**MATERIAL FOR THIS TASK:**

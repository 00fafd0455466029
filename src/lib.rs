pub mod browser;
pub mod config;
pub mod crawler;
pub mod error;
pub mod extract;
pub mod fetch;
pub mod job;
pub mod models;
pub mod navigate;
pub mod ratelimit;
pub mod server;

pub use config::AppConfig;
pub use error::EngineError;
pub use models::{CrawlTarget, JobResult, PageRange};
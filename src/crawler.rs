use crate::browser::{BrowserSession, PageContext};
use crate::config::DownloadSettings;
use crate::error::EngineError;
use crate::extract::{extract_image_urls, extract_post_links};
use crate::fetch::{fetch_all, ContextSource};
use crate::job::{CancellationToken, ProgressSink};
use crate::models::{CrawlTarget, ErrorScope, ImageOutcome, JobResult, OutcomeStatus, PageRange};
use crate::navigate::navigate;
use async_trait::async_trait;
use log::info;
use std::path::Path;

/// Seam between the walk loop and the browser. The walk only ever needs two
/// operations, so tests can drive it with scripted implementations.
#[async_trait]
pub trait Gallery: Send + Sync {
    /// Load a listing page and return the post URLs it links to.
    async fn post_links(&self, listing_url: &str) -> Result<Vec<String>, EngineError>;

    /// Open a post, extract its images and download them into `dir`.
    async fn process_post(
        &self,
        post_url: &str,
        dir: &Path,
        cancel: &CancellationToken,
        sink: &dyn ProgressSink,
    ) -> Result<Vec<ImageOutcome>, EngineError>;
}

/// Gallery backed by the live browser: one long-lived context for listing
/// pages, a fresh context per post.
pub struct BrowserGallery<'a> {
    session: &'a BrowserSession,
    listing: PageContext,
    settings: &'a DownloadSettings,
}

impl<'a> BrowserGallery<'a> {
    pub async fn new(
        session: &'a BrowserSession,
        settings: &'a DownloadSettings,
    ) -> Result<BrowserGallery<'a>, EngineError> {
        let listing = session.new_context().await?;
        Ok(Self {
            session,
            listing,
            settings,
        })
    }

    pub async fn close(self) {
        self.listing.close().await;
    }
}

#[async_trait]
impl Gallery for BrowserGallery<'_> {
    async fn post_links(&self, listing_url: &str) -> Result<Vec<String>, EngineError> {
        navigate(self.listing.page(), listing_url, self.settings).await?;
        extract_post_links(self.listing.page()).await
    }

    async fn process_post(
        &self,
        post_url: &str,
        dir: &Path,
        cancel: &CancellationToken,
        sink: &dyn ProgressSink,
    ) -> Result<Vec<ImageOutcome>, EngineError> {
        let ctx = self.session.new_context().await?;
        let outcome = process_post_in(&ctx, post_url, dir, cancel, sink, self.settings).await;
        ctx.close().await;
        outcome
    }
}

async fn process_post_in(
    ctx: &PageContext,
    post_url: &str,
    dir: &Path,
    cancel: &CancellationToken,
    sink: &dyn ProgressSink,
    settings: &DownloadSettings,
) -> Result<Vec<ImageOutcome>, EngineError> {
    navigate(ctx.page(), post_url, settings).await?;
    let images = extract_image_urls(ctx.page()).await;
    sink.log(&format!("Found {} image(s) in {}", images.len(), post_url));
    let source = ContextSource::new(ctx, settings.image_timeout_ms);
    fetch_all(&source, dir, &images, cancel, sink).await
}

/// Download the images of one post without walking a listing. Shared by the
/// single-post service route and the `post` CLI subcommand.
pub async fn download_single_post(
    session: &BrowserSession,
    settings: &DownloadSettings,
    post_url: &str,
    dir: &Path,
    cancel: &CancellationToken,
    sink: &dyn ProgressSink,
) -> Result<Vec<ImageOutcome>, EngineError> {
    let ctx = session.new_context().await?;
    let outcome = process_post_in(&ctx, post_url, dir, cancel, sink, settings).await;
    ctx.close().await;
    outcome
}

/// Drives a full crawl over a target's page range, accumulating counters and
/// non-fatal errors into `result`. `result` is a caller-owned accumulator so
/// partial progress survives a cancellation error.
pub struct Crawler<'a> {
    gallery: &'a dyn Gallery,
    settings: &'a DownloadSettings,
    site_base: &'a str,
    sink: &'a dyn ProgressSink,
    cancel: &'a CancellationToken,
}

impl<'a> Crawler<'a> {
    pub fn new(
        gallery: &'a dyn Gallery,
        settings: &'a DownloadSettings,
        site_base: &'a str,
        sink: &'a dyn ProgressSink,
        cancel: &'a CancellationToken,
    ) -> Self {
        Self {
            gallery,
            settings,
            site_base,
            sink,
            cancel,
        }
    }

    /// Walk the target's listing pages. Listing and post failures are
    /// recorded and the walk continues; open-ended walks additionally stop
    /// after a run of consecutive listing failures, since an unreachable
    /// site would otherwise never terminate them.
    pub async fn run(
        &self,
        target: &CrawlTarget,
        dir: &Path,
        result: &mut JobResult,
    ) -> Result<(), EngineError> {
        info!("Starting crawl: {}", target);
        let end = match target.range {
            PageRange::Bounded { end, .. } => Some(end),
            PageRange::UntilEmpty { .. } => None,
        };
        let mut page = target.range.start();
        let mut consecutive_failures = 0u32;

        loop {
            if let Some(end) = end {
                if page > end {
                    break;
                }
            }
            if self.cancel.is_requested() {
                return Err(EngineError::Cancelled);
            }

            let url = target.listing_url(self.site_base, page);
            self.sink.log(&format!("Opening page {}: {}", page, url));
            match self.gallery.post_links(&url).await {
                Err(e) if e.is_cancelled() => return Err(EngineError::Cancelled),
                Err(e) => {
                    self.sink.log(&format!("Failed to load page {}: {}", page, e));
                    result.record_error(ErrorScope::Page, page.to_string(), &e);
                    consecutive_failures += 1;
                    if end.is_none() && consecutive_failures >= self.settings.max_consecutive_page_failures {
                        self.sink.log(&format!(
                            "Stopping after {} consecutive page failures",
                            consecutive_failures
                        ));
                        break;
                    }
                }
                Ok(links) => {
                    consecutive_failures = 0;
                    result.pages_processed += 1;
                    if links.is_empty() {
                        self.sink.log(&format!("No posts found on page {}", page));
                        if end.is_none() {
                            self.sink.log("Reached the end of the listing");
                            break;
                        }
                    } else {
                        self.sink.log(&format!("Found {} post(s) on page {}", links.len(), page));
                        self.process_page(&links, dir, result).await?;
                    }
                }
            }
            page += 1;
        }

        info!(
            "Crawl finished: {} page(s), {} post(s), {} image(s), {} error(s)",
            result.pages_processed,
            result.posts_processed,
            result.images_downloaded,
            result.errors.len()
        );
        Ok(())
    }

    async fn process_page(
        &self,
        links: &[String],
        dir: &Path,
        result: &mut JobResult,
    ) -> Result<(), EngineError> {
        for link in links {
            if self.cancel.is_requested() {
                return Err(EngineError::Cancelled);
            }
            match self.gallery.process_post(link, dir, self.cancel, self.sink).await {
                Err(e) if e.is_cancelled() => return Err(EngineError::Cancelled),
                Err(e) => {
                    self.sink.log(&format!("Failed to process {}: {}", link, e));
                    result.record_error(ErrorScope::Post, link.as_str(), &e);
                }
                Ok(outcomes) => {
                    result.posts_processed += 1;
                    for outcome in outcomes {
                        match outcome.status {
                            OutcomeStatus::Saved => result.images_downloaded += 1,
                            OutcomeStatus::Skipped => {}
                            OutcomeStatus::Failed(message) => {
                                result.record_error(ErrorScope::Image, outcome.filename, message);
                            }
                        }
                    }
                }
            }
        }
        Ok(())
    }
}
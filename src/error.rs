use thiserror::Error;

/// Error taxonomy for the crawl engine.
///
/// Page- and post-level failures are recorded into the job result and the
/// walk continues; only `Cancelled` and `JobActive` propagate to the service
/// boundary as immediate responses.
#[derive(Debug, Error)]
pub enum EngineError {
    /// Navigation failed after exhausting the retry ceiling.
    #[error("navigation to {url} failed: {message}")]
    Navigation { url: String, message: String },

    /// Selector evaluation failed. Treated as zero matches by callers.
    #[error("selector evaluation failed: {0}")]
    Extraction(String),

    /// Filesystem failure while persisting an image. Recorded per image,
    /// never fatal to the batch.
    #[error("failed to write {filename}: {source}")]
    ImageWrite {
        filename: String,
        #[source]
        source: std::io::Error,
    },

    /// The browser engine could not be launched or a context could not be
    /// configured.
    #[error("browser error: {0}")]
    Browser(String),

    /// Cooperative cancellation was observed. Distinguished from ordinary
    /// failures so every layer can short-circuit without logging it as one.
    #[error("job cancelled")]
    Cancelled,

    /// A second job was requested while one is active.
    #[error("a download job is already running")]
    JobActive,
}

impl EngineError {
    /// Fold a chromiumoxide error into a navigation failure for `url`.
    pub fn navigation(url: impl Into<String>, err: impl std::fmt::Display) -> Self {
        EngineError::Navigation {
            url: url.into(),
            message: err.to_string(),
        }
    }

    pub fn is_cancelled(&self) -> bool {
        matches!(self, EngineError::Cancelled)
    }
}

**TASK TO COMPLETE:** Copy every line in the records above that contains the word "close".

**RESPONSE AREA:**
    pub async fn close(self) {
        self.listing.close().await;
        ctx.close().await;
    ctx.close().await;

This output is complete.